Top of Records supplied
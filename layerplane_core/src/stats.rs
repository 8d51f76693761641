// Copyright 2026 the Layerplane Authors
// SPDX-License-Identifier: Apache-2.0 OR MIT

//! Accumulated per-display composition statistics.

use core::fmt;

/// Monotonic counters describing how a display's frames were composited.
///
/// The planner only ever adds to these; resetting them is up to the owning
/// [`Display`](crate::display::Display). Take two samples and call
/// [`delta`](Self::delta) to report a window.
#[derive(Clone, Copy, Debug, Default, PartialEq, Eq, Hash)]
pub struct DisplayStats {
    /// Planning passes that completed (unsupported passes excluded).
    pub total_frames: u64,
    /// Passes short-circuited by flattening.
    pub frames_flattened: u64,
    /// Pixels pushed through the client (GPU) path.
    pub gpu_pixel_ops: u64,
    /// Pixels of every layer on the display.
    pub total_pixel_ops: u64,
    /// Plans rejected by the commit test and replaced by full client
    /// composition.
    pub failed_commit_tests: u64,
    /// Video-reserved resolutions that degraded to the plain resolver.
    pub budget_fallbacks: u64,
}

impl DisplayStats {
    /// Counter increments between `earlier` and `self`.
    #[must_use]
    pub const fn delta(&self, earlier: &Self) -> Self {
        Self {
            total_frames: self.total_frames.saturating_sub(earlier.total_frames),
            frames_flattened: self.frames_flattened.saturating_sub(earlier.frames_flattened),
            gpu_pixel_ops: self.gpu_pixel_ops.saturating_sub(earlier.gpu_pixel_ops),
            total_pixel_ops: self.total_pixel_ops.saturating_sub(earlier.total_pixel_ops),
            failed_commit_tests: self
                .failed_commit_tests
                .saturating_sub(earlier.failed_commit_tests),
            budget_fallbacks: self.budget_fallbacks.saturating_sub(earlier.budget_fallbacks),
        }
    }

    /// Share of pixels composited on the GPU, in percent.
    ///
    /// Returns `0.0` when no pixels were recorded.
    #[must_use]
    pub fn gpu_pixel_share(&self) -> f64 {
        if self.total_pixel_ops == 0 {
            0.0
        } else {
            self.gpu_pixel_ops as f64 * 100.0 / self.total_pixel_ops as f64
        }
    }

    pub(crate) fn record_pixels(&mut self, gpu: u64, total: u64) {
        self.total_frames = self.total_frames.saturating_add(1);
        self.gpu_pixel_ops = self.gpu_pixel_ops.saturating_add(gpu);
        self.total_pixel_ops = self.total_pixel_ops.saturating_add(total);
    }
}

impl fmt::Display for DisplayStats {
    fn fmt(&self, f: &mut fmt::Formatter<'_>) -> fmt::Result {
        writeln!(f, "Total frames count: {}", self.total_frames)?;
        writeln!(f, "Frames flattened: {}", self.frames_flattened)?;
        writeln!(
            f,
            "Pixel operations (GPU/total): {}/{} ({:.1}%)",
            self.gpu_pixel_ops,
            self.total_pixel_ops,
            self.gpu_pixel_share()
        )?;
        writeln!(f, "Failed commit tests: {}", self.failed_commit_tests)?;
        write!(f, "Budget fallbacks: {}", self.budget_fallbacks)
    }
}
Bottom of Records supplied
How many lines in these entries contain the string "composited"? State the number and nothing more.

• [Response for this exercise]
2